Start of Supplied data

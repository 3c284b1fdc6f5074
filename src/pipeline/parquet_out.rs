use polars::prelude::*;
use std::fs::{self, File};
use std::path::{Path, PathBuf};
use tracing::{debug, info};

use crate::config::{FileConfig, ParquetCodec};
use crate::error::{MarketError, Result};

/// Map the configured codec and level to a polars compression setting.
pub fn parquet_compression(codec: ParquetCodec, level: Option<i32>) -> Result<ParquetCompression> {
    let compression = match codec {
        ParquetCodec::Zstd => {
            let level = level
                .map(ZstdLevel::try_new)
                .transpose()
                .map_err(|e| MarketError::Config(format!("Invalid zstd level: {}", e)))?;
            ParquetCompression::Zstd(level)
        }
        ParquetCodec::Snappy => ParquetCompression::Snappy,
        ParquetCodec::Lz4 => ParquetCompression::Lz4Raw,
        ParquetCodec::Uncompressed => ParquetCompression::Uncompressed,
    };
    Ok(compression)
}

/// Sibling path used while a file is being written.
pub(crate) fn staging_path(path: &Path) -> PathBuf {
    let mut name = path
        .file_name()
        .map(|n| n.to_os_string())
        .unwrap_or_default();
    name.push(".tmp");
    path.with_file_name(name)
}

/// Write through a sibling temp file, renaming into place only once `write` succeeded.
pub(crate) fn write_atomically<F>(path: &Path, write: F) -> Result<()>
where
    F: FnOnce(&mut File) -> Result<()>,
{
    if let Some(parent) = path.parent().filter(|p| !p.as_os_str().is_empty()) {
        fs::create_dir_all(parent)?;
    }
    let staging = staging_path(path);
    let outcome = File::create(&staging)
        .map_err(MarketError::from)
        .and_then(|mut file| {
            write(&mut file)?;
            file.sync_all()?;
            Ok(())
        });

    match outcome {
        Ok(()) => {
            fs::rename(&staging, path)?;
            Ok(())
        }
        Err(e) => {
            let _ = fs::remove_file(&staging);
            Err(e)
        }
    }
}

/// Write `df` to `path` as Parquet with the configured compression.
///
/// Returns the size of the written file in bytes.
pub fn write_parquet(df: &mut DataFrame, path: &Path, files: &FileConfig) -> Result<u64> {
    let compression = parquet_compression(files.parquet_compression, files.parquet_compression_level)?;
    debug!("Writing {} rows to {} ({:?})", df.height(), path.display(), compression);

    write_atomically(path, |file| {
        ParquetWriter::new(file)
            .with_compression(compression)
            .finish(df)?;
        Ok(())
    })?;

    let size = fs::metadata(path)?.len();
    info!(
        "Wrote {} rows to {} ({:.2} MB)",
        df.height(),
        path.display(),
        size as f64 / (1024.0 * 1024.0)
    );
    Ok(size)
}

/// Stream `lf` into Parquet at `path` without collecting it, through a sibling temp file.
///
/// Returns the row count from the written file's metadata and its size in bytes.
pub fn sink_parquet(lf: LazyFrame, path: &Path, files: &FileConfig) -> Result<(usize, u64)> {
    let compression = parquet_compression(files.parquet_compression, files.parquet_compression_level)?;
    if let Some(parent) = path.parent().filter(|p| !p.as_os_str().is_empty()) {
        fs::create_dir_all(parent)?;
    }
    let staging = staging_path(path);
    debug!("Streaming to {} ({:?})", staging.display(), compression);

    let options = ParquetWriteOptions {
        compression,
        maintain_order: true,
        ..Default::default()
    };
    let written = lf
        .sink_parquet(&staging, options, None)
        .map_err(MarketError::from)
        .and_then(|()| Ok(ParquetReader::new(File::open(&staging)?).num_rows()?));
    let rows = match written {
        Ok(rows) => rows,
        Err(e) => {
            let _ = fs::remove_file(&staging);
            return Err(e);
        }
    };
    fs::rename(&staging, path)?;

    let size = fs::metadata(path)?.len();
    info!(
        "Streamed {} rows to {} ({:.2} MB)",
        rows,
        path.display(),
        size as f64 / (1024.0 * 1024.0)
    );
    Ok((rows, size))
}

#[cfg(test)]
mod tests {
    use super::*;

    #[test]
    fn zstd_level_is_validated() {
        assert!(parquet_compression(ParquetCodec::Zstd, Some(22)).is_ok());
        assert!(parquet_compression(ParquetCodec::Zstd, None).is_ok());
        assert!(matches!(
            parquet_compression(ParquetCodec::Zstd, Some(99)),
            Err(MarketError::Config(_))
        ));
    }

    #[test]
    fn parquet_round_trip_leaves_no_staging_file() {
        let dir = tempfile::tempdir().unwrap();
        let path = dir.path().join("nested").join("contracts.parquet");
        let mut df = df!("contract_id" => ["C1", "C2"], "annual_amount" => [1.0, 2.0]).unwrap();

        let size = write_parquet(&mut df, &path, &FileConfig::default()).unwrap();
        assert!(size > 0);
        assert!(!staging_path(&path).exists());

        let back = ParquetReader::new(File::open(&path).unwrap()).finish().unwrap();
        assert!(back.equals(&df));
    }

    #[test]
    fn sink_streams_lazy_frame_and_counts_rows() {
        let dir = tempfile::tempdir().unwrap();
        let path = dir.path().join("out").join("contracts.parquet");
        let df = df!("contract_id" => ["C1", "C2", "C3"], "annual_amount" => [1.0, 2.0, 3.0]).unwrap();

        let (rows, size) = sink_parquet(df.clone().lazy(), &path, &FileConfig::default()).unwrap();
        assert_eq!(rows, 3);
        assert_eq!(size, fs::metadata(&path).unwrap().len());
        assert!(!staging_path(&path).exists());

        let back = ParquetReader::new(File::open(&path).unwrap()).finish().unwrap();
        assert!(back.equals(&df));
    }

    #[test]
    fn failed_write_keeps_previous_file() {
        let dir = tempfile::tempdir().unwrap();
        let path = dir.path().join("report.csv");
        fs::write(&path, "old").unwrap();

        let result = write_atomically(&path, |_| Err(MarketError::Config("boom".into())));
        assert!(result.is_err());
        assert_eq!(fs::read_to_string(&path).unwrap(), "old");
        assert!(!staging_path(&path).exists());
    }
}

End of Supplied data

== How to complete this task ==
Tell how many lines in the entries contain the string "written". Give the number and nothing more.

== Answer for the task ==
5